START STORED DATA

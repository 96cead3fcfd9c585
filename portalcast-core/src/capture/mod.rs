//! Capture stream negotiation and session bookkeeping
//!
//! Per request the lifecycle is
//!
//! ```text
//! Requested ─┬─▶ Created ─▶ Active ─▶ Closed
//!            ├─▶ Failed
//!            └─▶ TimedOut
//! ```
//!
//! Only `Created` produces a session, and `Closed` (explicit stop or
//! compositor-side closure) is the only way out of the active set.

pub mod negotiation;
pub mod session;

pub use negotiation::{DEFAULT_NEGOTIATION_TIMEOUT, NegotiationOutcome};
pub use session::{CaptureSession, CaptureTarget, SessionSet};

use tokio::sync::oneshot;
use tracing::{debug, info, warn};

use crate::error::Result;
use crate::outputs::Output;
use crate::protocol::{ProtocolClient, StreamHandle};
use crate::streams::{StreamDescriptor, StreamMetadata};
use crate::types::CursorMode;
use negotiation::PendingNegotiations;

/// What a `created` event amounted to
#[derive(Debug, Clone, PartialEq, Eq)]
pub enum CreatedOutcome {
    /// A new session went live for this target
    Recorded(CaptureTarget),
    /// Nobody was waiting; the stream was released
    Orphaned,
    /// The node id is already active; the stream was released
    Duplicate,
}

/// Owner of the active session set and the in-flight requests
#[derive(Debug, Default)]
pub struct CaptureSessionManager {
    sessions: SessionSet,
    pending: PendingNegotiations,
}

impl CaptureSessionManager {
    pub fn new() -> Self {
        Self::default()
    }

    /// Issue an output capture request
    pub fn request_output(
        &mut self,
        client: &dyn ProtocolClient,
        output: &Output,
        cursor: CursorMode,
    ) -> Result<(StreamHandle, oneshot::Receiver<NegotiationOutcome>)> {
        let handle = client.stream_output(output.name, cursor)?;
        debug!(%handle, output = output.name, ?cursor, "Requested output stream");

        let metadata = StreamMetadata::monitor(output.pixel_size, output.global_position);
        let rx = self
            .pending
            .register(handle, CaptureTarget::Output(output.name), metadata);
        Ok((handle, rx))
    }

    /// Issue a window capture request; windows are always captured without cursor
    pub fn request_window(
        &mut self,
        client: &dyn ProtocolClient,
        window_uuid: &str,
    ) -> Result<(StreamHandle, oneshot::Receiver<NegotiationOutcome>)> {
        let handle = client.stream_window(window_uuid, CursorMode::Hidden)?;
        debug!(%handle, window = window_uuid, "Requested window stream");

        let rx = self.pending.register(
            handle,
            CaptureTarget::Window(window_uuid.to_string()),
            StreamMetadata::window(),
        );
        Ok((handle, rx))
    }

    /// Handle `created` for a stream
    pub fn on_created(
        &mut self,
        client: Option<&dyn ProtocolClient>,
        handle: StreamHandle,
        node_id: u32,
    ) -> CreatedOutcome {
        let Some(pending) = self.pending.take(handle) else {
            debug!(%handle, node_id, "Stream created after its request was abandoned");
            if let Some(client) = client {
                client.close_stream(handle);
            }
            return CreatedOutcome::Orphaned;
        };

        let session = CaptureSession {
            node_id,
            target: pending.target.clone(),
            metadata: pending.metadata,
            handle,
        };
        if self.sessions.insert(session).is_err() {
            warn!(node_id, "Compositor reused an active node id, dropping the new stream");
            if let Some(client) = client {
                client.close_stream(handle);
            }
            pending.resolve(NegotiationOutcome::Failed(format!(
                "node {} is already being streamed",
                node_id
            )));
            return CreatedOutcome::Duplicate;
        }

        let target = pending.target.clone();
        if !pending.resolve(NegotiationOutcome::Created(node_id)) {
            // Requester went away between claiming and resolving
            self.sessions.remove(node_id);
            if let Some(client) = client {
                client.close_stream(handle);
            }
            return CreatedOutcome::Orphaned;
        }

        info!(node_id, %target, "Screencast stream created");
        CreatedOutcome::Recorded(target)
    }

    /// Handle `failed` for a stream; `true` if a requester was told
    pub fn on_failed(&mut self, handle: StreamHandle, error: String) -> bool {
        match self.pending.take(handle) {
            Some(pending) => {
                warn!(%handle, target = %pending.target, "failed to start streaming: {}", error);
                pending.resolve(NegotiationOutcome::Failed(error))
            }
            None => {
                debug!(%handle, "Ignoring failure of an abandoned request: {}", error);
                false
            }
        }
    }

    /// Handle `closed` for a stream; returns the node id that went away
    pub fn on_closed(&mut self, client: Option<&dyn ProtocolClient>, handle: StreamHandle) -> Option<u32> {
        let node_id = self.sessions.node_for(handle)?;
        self.stop_session(client, node_id).then_some(node_id)
    }

    /// Withdraw a request whose requester stopped waiting
    pub fn abandon(&mut self, handle: StreamHandle) -> bool {
        self.pending.take(handle).is_some()
    }

    /// Remove a session and release its stream.
    ///
    /// Once the set is empty every remaining stream is released as well.
    /// Removing an unknown node id is a no-op.
    pub fn stop_session(&mut self, client: Option<&dyn ProtocolClient>, node_id: u32) -> bool {
        let Some(session) = self.sessions.remove(node_id) else {
            return false;
        };

        info!(node_id, "Stopping screencast stream");
        if let Some(client) = client {
            client.close_stream(session.handle);
        }

        if self.sessions.is_empty() {
            self.stop_all(client);
        }
        true
    }

    /// Release every stream and clear the set; returns how many were active
    pub fn stop_all(&mut self, client: Option<&dyn ProtocolClient>) -> usize {
        let sessions = self.sessions.drain();
        for session in &sessions {
            if let Some(client) = client {
                client.close_stream(session.handle);
            }
        }
        sessions.len()
    }

    /// Forget everything after the connection died; nothing is released
    pub fn reset(&mut self, reason: &str) {
        self.pending
            .fail_all(NegotiationOutcome::ConnectionLost(reason.to_string()));
        let dropped = self.sessions.drain();
        if !dropped.is_empty() {
            warn!(count = dropped.len(), "Dropping sessions of the lost connection");
        }
    }

    pub fn is_empty(&self) -> bool {
        self.sessions.is_empty()
    }

    pub fn sessions(&self) -> &SessionSet {
        &self.sessions
    }

    pub fn pending_count(&self) -> usize {
        self.pending.len()
    }

    /// Descriptors of the active set, in creation order
    pub fn descriptors(&self) -> Vec<StreamDescriptor> {
        self.sessions.iter().map(CaptureSession::descriptor).collect()
    }
}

END STORED DATA

WHAT TO WORK ON — An exact copy of the lines above between the line holding "self.pending.take(handle).is_some()" and the line holding "for session in", inclusive, is the whole answer.

TASK OUTPUT —
        self.pending.take(handle).is_some()
    }

    /// Remove a session and release its stream.
    ///
    /// Once the set is empty every remaining stream is released as well.
    /// Removing an unknown node id is a no-op.
    pub fn stop_session(&mut self, client: Option<&dyn ProtocolClient>, node_id: u32) -> bool {
        let Some(session) = self.sessions.remove(node_id) else {
            return false;
        };

        info!(node_id, "Stopping screencast stream");
        if let Some(client) = client {
            client.close_stream(session.handle);
        }

        if self.sessions.is_empty() {
            self.stop_all(client);
        }
        true
    }

    /// Release every stream and clear the set; returns how many were active
    pub fn stop_all(&mut self, client: Option<&dyn ProtocolClient>) -> usize {
        let sessions = self.sessions.drain();
        for session in &sessions {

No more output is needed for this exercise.